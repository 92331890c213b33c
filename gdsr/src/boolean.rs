//!
//! # Polygon Boolean Operations
//!
//! Union, intersection, difference, and symmetric difference over sets of
//! [Polygon]s and [Path]s, clipped via [geo]'s sweep-line [BooleanOps].
//!
//! The `&`, `|`, `-`, and `^` operators apply these to pairs of references,
//! producing polygons on the left operand's layer and data type:
//!
//! ```
//! use gdsr::Polygon;
//!
//! let a = Polygon::new([(0., 0.), (2., 0.), (2., 2.), (0., 2.)], 1, 0).unwrap();
//! let b = Polygon::new([(1., 1.), (3., 1.), (3., 3.), (1., 3.)], 2, 0).unwrap();
//! let overlap = &a & &b;
//! assert_eq!(overlap.len(), 1);
//! assert!((overlap[0].area() - 1.0).abs() < 1e-9);
//! assert_eq!(overlap[0].layer(), 1);
//! ```
//!

// Crates.io
use geo::{BooleanOps, Coord, LineString, MultiPolygon};
use log::trace;
use serde::{Deserialize, Serialize};

// Local imports
use crate::element::{validate_data_type, validate_layer, Element};
use crate::error::LayoutResult;
use crate::geom;
use crate::point::Point;
use crate::{Path, Polygon};

/// # Boolean Operation Enumeration
#[derive(Debug, Clone, Copy, PartialEq, Eq, Hash, Serialize, Deserialize)]
pub enum BooleanOperation {
    /// Intersection
    And,
    /// Union
    Or,
    /// Difference, first operand less second
    Difference,
    /// Symmetric difference
    Xor,
}

///
/// # Boolean Operand
///
/// Anything which resolves to a set of [Polygon]s.
/// [Path]s contribute their outline. [Element]s contribute their polygons and path-outlines,
/// with references flattened fully. Texts contribute nothing.
///
pub trait BooleanOperand {
    fn polygons(&self) -> LayoutResult<Vec<Polygon>>;
}
impl BooleanOperand for Polygon {
    fn polygons(&self) -> LayoutResult<Vec<Polygon>> {
        Ok(vec![self.clone()])
    }
}
impl BooleanOperand for Path {
    fn polygons(&self) -> LayoutResult<Vec<Polygon>> {
        Ok(self.outline_polygons())
    }
}
impl BooleanOperand for Element {
    fn polygons(&self) -> LayoutResult<Vec<Polygon>> {
        match self {
            Element::Polygon(p) => p.polygons(),
            Element::Path(p) => p.polygons(),
            Element::Text(_) => Ok(Vec::new()),
            Element::Reference(r) => r.flatten(None)?.as_slice().polygons(),
        }
    }
}
impl<T: BooleanOperand> BooleanOperand for [T] {
    fn polygons(&self) -> LayoutResult<Vec<Polygon>> {
        let mut rv = Vec::new();
        for item in self.iter() {
            rv.extend(item.polygons()?);
        }
        Ok(rv)
    }
}
impl<T: BooleanOperand> BooleanOperand for Vec<T> {
    fn polygons(&self) -> LayoutResult<Vec<Polygon>> {
        self.as_slice().polygons()
    }
}

///
/// Apply boolean `operation` to operand-sets `a` and `b`.
/// Each set is first merged into its union.
///
/// Results are placed on `layer` and `data_type`, which are validated.
/// Holes in results are connected to their enclosing outline by a zero-width cut,
/// as GDSII boundaries cannot express them directly.
///
pub fn boolean(
    a: &(impl BooleanOperand + ?Sized),
    b: &(impl BooleanOperand + ?Sized),
    operation: BooleanOperation,
    layer: i32,
    data_type: i32,
) -> LayoutResult<Vec<Polygon>> {
    let layer = validate_layer(layer)?;
    let data_type = validate_data_type(data_type)?;
    Ok(apply(&a.polygons()?, &b.polygons()?, operation, layer, data_type))
}

/// Apply `operation` to already-resolved polygon sets
fn apply(
    a: &[Polygon],
    b: &[Polygon],
    operation: BooleanOperation,
    layer: u8,
    data_type: u16,
) -> Vec<Polygon> {
    let a = merge(a);
    let b = merge(b);
    let result = match operation {
        BooleanOperation::And => a.intersection(&b),
        BooleanOperation::Or => a.union(&b),
        BooleanOperation::Difference => a.difference(&b),
        BooleanOperation::Xor => a.xor(&b),
    };
    trace!("{:?} produced {} polygon(s)", operation, result.0.len());
    result
        .into_iter()
        .filter_map(|poly| {
            let (exterior, interiors) = poly.into_inner();
            let outline = ring(&exterior)?;
            let holes: Vec<Vec<Point>> = interiors.iter().filter_map(ring).collect();
            let mut polygon = Polygon::from_parts(keyhole(outline, holes), layer, data_type);
            polygon.simplify();
            Some(polygon)
        })
        .collect()
}

/// Union of all of `polys`
fn merge(polys: &[Polygon]) -> MultiPolygon<f64> {
    polys
        .iter()
        .filter(|p| p.area() > 0.)
        .fold(MultiPolygon::new(Vec::new()), |acc, p| {
            let exterior: LineString<f64> = p
                .points()
                .iter()
                .map(|pt| Coord { x: pt.x, y: pt.y })
                .collect();
            acc.union(&MultiPolygon::new(vec![geo::Polygon::new(exterior, Vec::new())]))
        })
}

/// Open ring of points from a closed [LineString]. `None` for rings without area.
fn ring(line: &LineString<f64>) -> Option<Vec<Point>> {
    let mut pts: Vec<Point> = line.coords().map(|c| Point::new(c.x, c.y)).collect();
    if pts.len() > 1 && pts.first() == pts.last() {
        pts.pop();
    }
    if pts.len() < 3 || geom::area(&pts) == 0. {
        return None;
    }
    Some(pts)
}

///
/// Splice each of `holes` into `outline`, joining it at its left-most vertex
/// to the nearest outline vertex. Outline runs counter-clockwise, holes clockwise.
///
fn keyhole(mut outline: Vec<Point>, holes: Vec<Vec<Point>>) -> Vec<Point> {
    if geom::signed_area(&outline) < 0. {
        outline.reverse();
    }
    for mut hole in holes {
        if geom::signed_area(&hole) > 0. {
            hole.reverse();
        }
        let start = hole
            .iter()
            .enumerate()
            .min_by(|(_, p), (_, q)| p.x.total_cmp(&q.x).then(p.y.total_cmp(&q.y)))
            .map(|(idx, _)| idx)
            .unwrap_or(0);
        hole.rotate_left(start);
        let join = hole[0];
        let idx = outline
            .iter()
            .enumerate()
            .min_by(|(_, p), (_, q)| p.distance_to(&join).total_cmp(&q.distance_to(&join)))
            .map(|(idx, _)| idx)
            .unwrap_or(0);
        let anchor = outline[idx];
        let mut spliced = Vec::with_capacity(outline.len() + hole.len() + 2);
        spliced.extend_from_slice(&outline[..=idx]);
        spliced.extend(hole.iter().copied());
        spliced.push(join);
        spliced.push(anchor);
        spliced.extend_from_slice(&outline[idx + 1..]);
        outline = spliced;
    }
    outline
}

/// Implement the boolean operators for a pair of operand types
macro_rules! boolean_operators {
    (@op $trait:ident, $method:ident, $op:ident, $lhs:ty, $rhs:ty) => {
        impl std::ops::$trait<&$rhs> for &$lhs {
            type Output = Vec<Polygon>;
            fn $method(self, rhs: &$rhs) -> Vec<Polygon> {
                apply(
                    &self.outline_polygons(),
                    &rhs.outline_polygons(),
                    BooleanOperation::$op,
                    self.layer(),
                    self.data_type(),
                )
            }
        }
    };
    ($lhs:ty, $rhs:ty) => {
        boolean_operators!(@op BitAnd, bitand, And, $lhs, $rhs);
        boolean_operators!(@op BitOr, bitor, Or, $lhs, $rhs);
        boolean_operators!(@op Sub, sub, Difference, $lhs, $rhs);
        boolean_operators!(@op BitXor, bitxor, Xor, $lhs, $rhs);
    };
}
boolean_operators!(Polygon, Polygon);
boolean_operators!(Polygon, Path);
boolean_operators!(Path, Polygon);
boolean_operators!(Path, Path);

/// Infallible polygon resolution for the operator implementations
trait OutlinePolygons {
    fn outline_polygons(&self) -> Vec<Polygon>;
}
impl OutlinePolygons for Polygon {
    fn outline_polygons(&self) -> Vec<Polygon> {
        vec![self.clone()]
    }
}
impl OutlinePolygons for Path {
    /// Hairlines have no area, and contribute nothing
    fn outline_polygons(&self) -> Vec<Polygon> {
        if self.is_hairline() {
            return Vec::new();
        }
        vec![self.outline()]
    }
}

#[cfg(test)]
mod tests {
    use super::*;
    use crate::PathType;

    fn rect(x0: f64, y0: f64, x1: f64, y1: f64) -> Polygon {
        Polygon::new([(x0, y0), (x1, y0), (x1, y1), (x0, y1)], 1, 0).unwrap()
    }

    #[test]
    fn self_operations() {
        let p = rect(0., 0., 1., 1.);
        assert!((&p - &p).is_empty());
        assert!((&p ^ &p).is_empty());
        let union = &p | &p;
        assert_eq!(union.len(), 1);
        assert!(union[0].looks_like(&p));
        let intersection = &p & &p;
        assert_eq!(intersection.len(), 1);
        assert!(intersection[0].looks_like(&p));
    }
    #[test]
    fn disjoint_union() -> LayoutResult<()> {
        let a = vec![rect(0., 0., 1., 1.), rect(5., 5., 6., 6.)];
        let b = vec![rect(10., 10., 11., 11.)];
        let result = boolean(&a, &b, BooleanOperation::Or, 3, 4)?;
        assert_eq!(result.len(), 3);
        assert!(result.iter().all(|p| p.layer() == 3 && p.data_type() == 4));
        assert!(boolean(&a, &b, BooleanOperation::And, 3, 4)?.is_empty());
        assert!(boolean(&a, &b, BooleanOperation::Or, 256, 0).is_err());
        Ok(())
    }
    #[test]
    fn difference_with_hole() -> LayoutResult<()> {
        let outer = rect(0., 0., 4., 4.);
        let inner = rect(1., 1., 2., 2.);
        let result = &outer - &inner;
        assert_eq!(result.len(), 1);
        assert!((result[0].area() - 15.).abs() < 1e-9);
        assert!(!result[0].contains((1.5, 1.5)) || result[0].on_edge((1.5, 1.5)));
        assert!(result[0].contains((3., 3.)));
        Ok(())
    }
    #[test]
    fn paths_merge() -> LayoutResult<()> {
        let a = Path::new([(0., 0.), (0., 1.)], 1, 0, Some(PathType::Square), Some(1.))?;
        let b = Path::new([(0., 1.), (0., 2.)], 1, 0, Some(PathType::Square), Some(1.))?;
        let result = &a | &b;
        assert_eq!(result.len(), 1);
        assert!(result[0].looks_like(&rect(-0.5, 0., 0.5, 2.)));
        Ok(())
    }
    #[test]
    fn hairlines_have_no_area() -> LayoutResult<()> {
        let hairline = Path::new([(0., 0.), (1., 0.), (1., 1.)], 1, 0, None, None)?;
        let square = rect(10., 10., 11., 11.);
        let union = &hairline | &square;
        assert_eq!(union.len(), 1);
        assert!(union[0].looks_like(&square));
        assert!((&hairline & &rect(0., 0., 1., 1.)).is_empty());
        assert!(boolean(&hairline, &square, BooleanOperation::Difference, 1, 0)?.is_empty());
        Ok(())
    }
    #[test]
    fn mixed_elements() -> LayoutResult<()> {
        let elems: Vec<Element> = vec![
            rect(0., 0., 1., 1.).into(),
            crate::Text::new("label", (0., 0.), 1)?.into(),
        ];
        let result = boolean(&elems, &rect(0.5, 0., 1.5, 1.), BooleanOperation::Xor, 1, 0)?;
        let total: f64 = result.iter().map(|p| p.area()).sum();
        assert!((total - 1.).abs() < 1e-9);
        Ok(())
    }
}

************

** YOUR INSTRUCTIONS **
Out of the listing above, reproduce exactly the lines from the one with "fn rect(x0: f64, y0: f64, x1: f64, y1: f64)" up to and including the one with "assert!((&p - &p).is_empty());".

** SOLVED EXERCISE **
    fn rect(x0: f64, y0: f64, x1: f64, y1: f64) -> Polygon {
        Polygon::new([(x0, y0), (x1, y0), (x1, y1), (x0, y1)], 1, 0).unwrap()
    }

    #[test]
    fn self_operations() {
        let p = rect(0., 0., 1., 1.);
        assert!((&p - &p).is_empty());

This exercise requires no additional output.